Bad Press is an old school feeling documentary about pressing modern problems told from an original perspective. It’s highly entertaining, pleasingly twisty, emotionally charged, and gives the viewer clear cut heroes and villains worth cheering and jeering throughout. Bad Press crackles with the tension of a great drama or thriller, but showcases the fears and advocacy of everyday people fighting for their place in the world. And while it’s told from an indigenous perspective, the issues raised by co-directors Rebecca Landsberry-Baker and Joe Peeler should be heeded by everyone living under tenuous democracies around the world in the age of misinformation and political slant.
Out of the 574 federally recognized indigenous tribes in the United States, only five of them had a free, independent press as of 2018. One of them is the Muscogee (Creek) Nation, located primarily in and around Oklahoma and home to Mvskoke Media, a multimedia news outlet that provides video, radio, and newspaper coverage of tribal comings and goings. Mvskoke Media covered hot button issues like embezzlement scandals linked to elected officials and sexual harassment accusations being brought against National Council Speaker (and future candidate for Chief) Lucian Tiger III. In November of 2018, Tiger called for an emergency legislative session that would repeal a freedom of press act that dated back to the early 1900s. With Tiger’s own vote breaking a deadlocked tie, the motion passed, leaving Mvskoke Media under the editorial oversight of tribal officials who can scuttle any stories that would portray elected or the community in a potentially negative light, regardless of the factual accuracy of the reporting involved.
Bad Press moves with a distinct sense of purpose, with Baker (who’s also the Executive Director of the Native American Journalists Association) and Peeler laser focused on both what Mvskoke Media means to the community and what this situation means in the context of how journalism is seen today. The filmmakers have some wonderful, straight shooting protagonists that use this opportunity to voice their furies and frustrations without a need to filter or approve their stories. Defiant reporter Angel Ellis is used to people calling, threatening, and questioning her heritage, so she goes all in on fighting the tribal leadership without hesitation, while fellow reporter Jerrad Moore – a nerdy film buff – provides a lot of background context about the day to day operations behind the scenes.

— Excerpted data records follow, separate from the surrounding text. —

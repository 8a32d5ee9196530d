use thiserror::Error;

/// Error type for secret hashing operations.
#[derive(Debug, Clone, Error)]
pub enum PasswordError {
    #[error("Password hashing failed: {0}")]
    HashingFailed(String),

    #[error("Stored password hash is unreadable: {0}")]
    MalformedHash(String),
}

Bad Press also spends time embedded with the political candidates – including Tiger, who does not come off well here – using the media company as a gambit in their power plays during an election year. The business of politics as seen in Bad Press has a brilliant sense of escalation and stakes, with Baker and Peeler lucking into plenty of dramatically tense moments of dread and sometimes hilarious bursts of dark humour. The winner of a Special Jury Prize at Sundance earlier this year, Bad Press might be the most underrated and overall best documentaries of the year; a first class workplace drama with tremendous stakes that moves with the power of a freight train. It is not to be slept on.
Bad Press is now playing at the Hot Docs Ted Rogers Cinema in Toronto. On Saturday, September 30, 2023 at 2:15pm, in honour of Truth and Reconciliation Day, imagineNative and the Hot Docs Ted Rogers Cinema will be hosting a free screening of Bad Press, featuring a post-movie Q&A with co-director Joe Peeler. Donations to the Hot Docs-Weengushk Film Institute Fund are suggested and appreciated, with 100% of the donations going directly to supporting Weengushk’s work.